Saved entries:
= Beginning of Section =

//! Run configuration, read from an optional JSON file.

use std::{env, num::NonZeroUsize, path::Path, time::Duration};

use log::info;
use serde::{Deserialize, Serialize};

use crate::{
    driver::DriverConfig,
    error::{DashboardError, Result},
    topology::Variant,
    visualizers::Cadence,
};

/// Environment variable naming the configuration file.
pub const CONFIG_ENV: &str = "DASHBOARD_CONFIG";

#[derive(Debug, Clone, PartialEq, Serialize, Deserialize)]
#[serde(default)]
pub struct DashboardConfig {
    pub variant: Variant,
    pub max_epochs: usize,
    pub tick_interval_ms: u64,
    /// Seed of every noise source; OS entropy when absent.
    pub seed: Option<u64>,
    pub cadence: Cadence,
}

impl Default for DashboardConfig {
    fn default() -> Self {
        Self {
            variant: Variant::Mlp,
            max_epochs: DriverConfig::DEFAULT_MAX_EPOCHS,
            tick_interval_ms: DriverConfig::DEFAULT_TICK_INTERVAL.as_millis() as u64,
            seed: None,
            cadence: Cadence::default(),
        }
    }
}

impl DashboardConfig {
    /// Parses and validates a JSON document.
    ///
    /// # Errors
    /// Returns `Serde` for malformed JSON and `InvalidConfig` for out-of-range values.
    pub fn from_json(content: &str) -> Result<Self> {
        let config: Self = serde_json::from_str(content)?;
        config.validate()?;
        Ok(config)
    }

    /// Reads and validates the file at `path`.
    ///
    /// # Errors
    /// Returns `Io` if the file cannot be read, otherwise see [`DashboardConfig::from_json`].
    pub fn load(path: &Path) -> Result<Self> {
        let content = std::fs::read_to_string(path)?;
        let config = Self::from_json(&content)?;
        info!("loaded config from {}", path.display());
        Ok(config)
    }

    /// Loads `path` if given, else the file named by [`CONFIG_ENV`], else defaults.
    ///
    /// # Errors
    /// See [`DashboardConfig::load`].
    pub fn resolve(path: Option<String>) -> Result<Self> {
        match path.or_else(|| env::var(CONFIG_ENV).ok()) {
            Some(path) => Self::load(Path::new(&path)),
            None => Ok(Self::default()),
        }
    }

    pub fn validate(&self) -> Result<()> {
        if self.max_epochs == 0 {
            return Err(DashboardError::InvalidConfig(
                "max_epochs must be greater than 0".into(),
            ));
        }
        if self.tick_interval_ms == 0 {
            return Err(DashboardError::InvalidConfig(
                "tick_interval_ms must be greater than 0".into(),
            ));
        }
        if self.cadence.feature_maps_every == 0 || self.cadence.attention_every == 0 {
            return Err(DashboardError::InvalidConfig(
                "cadence periods must be greater than 0".into(),
            ));
        }
        if !self.cadence.confusion_after.is_finite() || self.cadence.confusion_after < 0.0 {
            return Err(DashboardError::InvalidConfig(format!(
                "confusion_after ({}) must be a non-negative number",
                self.cadence.confusion_after
            )));
        }
        Ok(())
    }

    /// Bounds handed to the training driver.
    ///
    /// # Errors
    /// Returns `InvalidConfig` if `max_epochs` or `tick_interval_ms` is 0.
    pub fn driver_config(&self) -> Result<DriverConfig> {
        let max_epochs = NonZeroUsize::new(self.max_epochs).ok_or_else(|| {
            DashboardError::InvalidConfig("max_epochs must be greater than 0".into())
        })?;
        DriverConfig::new(max_epochs, Duration::from_millis(self.tick_interval_ms))
    }

    /// The configured seed, or a fresh random one.
    pub fn noise_seed(&self) -> u64 {
        self.seed.unwrap_or_else(rand::random)
    }
}

#[cfg(test)]
mod tests {
    use super::*;

    #[test]
    fn empty_document_uses_defaults() {
        let c = DashboardConfig::from_json("{}").unwrap();
        assert_eq!(c, DashboardConfig::default());
        let d = c.driver_config().unwrap();
        assert_eq!(d.max_epochs(), 10);
        assert_eq!(d.tick_interval(), Duration::from_millis(1500));
    }

    #[test]
    fn partial_document_overrides_fields() {
        let c = DashboardConfig::from_json(
            r#"{ "variant": "transformer", "max_epochs": 30, "seed": 7,
                 "cadence": { "attention_every": 5 } }"#,
        )
        .unwrap();
        assert_eq!(c.variant, Variant::Transformer);
        assert_eq!(c.max_epochs, 30);
        assert_eq!(c.noise_seed(), 7);
        assert_eq!(c.cadence.attention_every, 5);
        assert_eq!(c.cadence.feature_maps_every, 2);
    }

    #[test]
    fn unknown_variant_falls_back() {
        let c = DashboardConfig::from_json(r#"{ "variant": "gan" }"#).unwrap();
        assert_eq!(c.variant, Variant::Mlp);
    }

    #[test]
    fn rejects_zero_bounds() {
        for doc in [
            r#"{ "max_epochs": 0 }"#,
            r#"{ "tick_interval_ms": 0 }"#,
            r#"{ "cadence": { "feature_maps_every": 0 } }"#,
            r#"{ "cadence": { "confusion_after": -1.0 } }"#,
        ] {
            match DashboardConfig::from_json(doc) {
                Err(DashboardError::InvalidConfig(_)) => {}
                other => panic!("{doc}: expected InvalidConfig, got {other:?}"),
            }
        }
    }

    #[test]
    fn malformed_json_is_a_serde_error() {
        assert!(matches!(
            DashboardConfig::from_json("{ max_epochs: }"),
            Err(DashboardError::Serde(_))
        ));
    }

    #[test]
    fn missing_file_is_an_io_error() {
        let err = DashboardConfig::load(Path::new("/nonexistent/dashboard.json")).unwrap_err();
        assert!(matches!(err, DashboardError::Io(_)));
        assert!(std::error::Error::source(&err).is_some());
    }
}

= End of Section =

Line by line, output the records exactly as given.

//! Run configuration, read from an optional JSON file.

use std::{env, num::NonZeroUsize, path::Path, time::Duration};

use log::info;
use serde::{Deserialize, Serialize};

use crate::{
    driver::DriverConfig,
    error::{DashboardError, Result},
    topology::Variant,
    visualizers::Cadence,
};

/// Environment variable naming the configuration file.
pub const CONFIG_ENV: &str = "DASHBOARD_CONFIG";

#[derive(Debug, Clone, PartialEq, Serialize, Deserialize)]
#[serde(default)]
pub struct DashboardConfig {
    pub variant: Variant,
    pub max_epochs: usize,
    pub tick_interval_ms: u64,
    /// Seed of every noise source; OS entropy when absent.
    pub seed: Option<u64>,
    pub cadence: Cadence,
}

impl Default for DashboardConfig {
    fn default() -> Self {
        Self {
            variant: Variant::Mlp,
            max_epochs: DriverConfig::DEFAULT_MAX_EPOCHS,
            tick_interval_ms: DriverConfig::DEFAULT_TICK_INTERVAL.as_millis() as u64,
            seed: None,
            cadence: Cadence::default(),
        }
    }
}

impl DashboardConfig {
    /// Parses and validates a JSON document.
    ///
    /// # Errors
    /// Returns `Serde` for malformed JSON and `InvalidConfig` for out-of-range values.
    pub fn from_json(content: &str) -> Result<Self> {
        let config: Self = serde_json::from_str(content)?;
        config.validate()?;
        Ok(config)
    }

    /// Reads and validates the file at `path`.
    ///
    /// # Errors
    /// Returns `Io` if the file cannot be read, otherwise see [`DashboardConfig::from_json`].
    pub fn load(path: &Path) -> Result<Self> {
        let content = std::fs::read_to_string(path)?;
        let config = Self::from_json(&content)?;
        info!("loaded config from {}", path.display());
        Ok(config)
    }

    /// Loads `path` if given, else the file named by [`CONFIG_ENV`], else defaults.
    ///
    /// # Errors
    /// See [`DashboardConfig::load`].
    pub fn resolve(path: Option<String>) -> Result<Self> {
        match path.or_else(|| env::var(CONFIG_ENV).ok()) {
            Some(path) => Self::load(Path::new(&path)),
            None => Ok(Self::default()),
        }
    }

    pub fn validate(&self) -> Result<()> {
        if self.max_epochs == 0 {
            return Err(DashboardError::InvalidConfig(
                "max_epochs must be greater than 0".into(),
            ));
        }
        if self.tick_interval_ms == 0 {
            return Err(DashboardError::InvalidConfig(
                "tick_interval_ms must be greater than 0".into(),
            ));
        }
        if self.cadence.feature_maps_every == 0 || self.cadence.attention_every == 0 {
            return Err(DashboardError::InvalidConfig(
                "cadence periods must be greater than 0".into(),
            ));
        }
        if !self.cadence.confusion_after.is_finite() || self.cadence.confusion_after < 0.0 {
            return Err(DashboardError::InvalidConfig(format!(
                "confusion_after ({}) must be a non-negative number",
                self.cadence.confusion_after
            )));
        }
        Ok(())
    }

    /// Bounds handed to the training driver.
    ///
    /// # Errors
    /// Returns `InvalidConfig` if `max_epochs` or `tick_interval_ms` is 0.
    pub fn driver_config(&self) -> Result<DriverConfig> {
        let max_epochs = NonZeroUsize::new(self.max_epochs).ok_or_else(|| {
            DashboardError::InvalidConfig("max_epochs must be greater than 0".into())
        })?;
        DriverConfig::new(max_epochs, Duration::from_millis(self.tick_interval_ms))
    }

    /// The configured seed, or a fresh random one.
    pub fn noise_seed(&self) -> u64 {
        self.seed.unwrap_or_else(rand::random)
    }
}

#[cfg(test)]
mod tests {
    use super::*;

    #[test]
    fn empty_document_uses_defaults() {
        let c = DashboardConfig::from_json("{}").unwrap();
        assert_eq!(c, DashboardConfig::default());
        let d = c.driver_config().unwrap();
        assert_eq!(d.max_epochs(), 10);
        assert_eq!(d.tick_interval(), Duration::from_millis(1500));
    }

    #[test]
    fn partial_document_overrides_fields() {
        let c = DashboardConfig::from_json(
            r#"{ "variant": "transformer", "max_epochs": 30, "seed": 7,
                 "cadence": { "attention_every": 5 } }"#,
        )
        .unwrap();
        assert_eq!(c.variant, Variant::Transformer);
        assert_eq!(c.max_epochs, 30);
        assert_eq!(c.noise_seed(), 7);
        assert_eq!(c.cadence.attention_every, 5);
        assert_eq!(c.cadence.feature_maps_every, 2);
    }

    #[test]
    fn unknown_variant_falls_back() {
        let c = DashboardConfig::from_json(r#"{ "variant": "gan" }"#).unwrap();
        assert_eq!(c.variant, Variant::Mlp);
    }

    #[test]
    fn rejects_zero_bounds() {
        for doc in [
            r#"{ "max_epochs": 0 }"#,
            r#"{ "tick_interval_ms": 0 }"#,
            r#"{ "cadence": { "feature_maps_every": 0 } }"#,
            r#"{ "cadence": { "confusion_after": -1.0 } }"#,
        ] {
            match DashboardConfig::from_json(doc) {
                Err(DashboardError::InvalidConfig(_)) => {}
                other => panic!("{doc}: expected InvalidConfig, got {other:?}"),
            }
        }
    }

    #[test]
    fn malformed_json_is_a_serde_error() {
        assert!(matches!(
            DashboardConfig::from_json("{ max_epochs: }"),
            Err(DashboardError::Serde(_))
        ));
    }

    #[test]
    fn missing_file_is_an_io_error() {
        let err = DashboardConfig::load(Path::new("/nonexistent/dashboard.json")).unwrap_err();
        assert!(matches!(err, DashboardError::Io(_)));
        assert!(std::error::Error::source(&err).is_some());
    }
}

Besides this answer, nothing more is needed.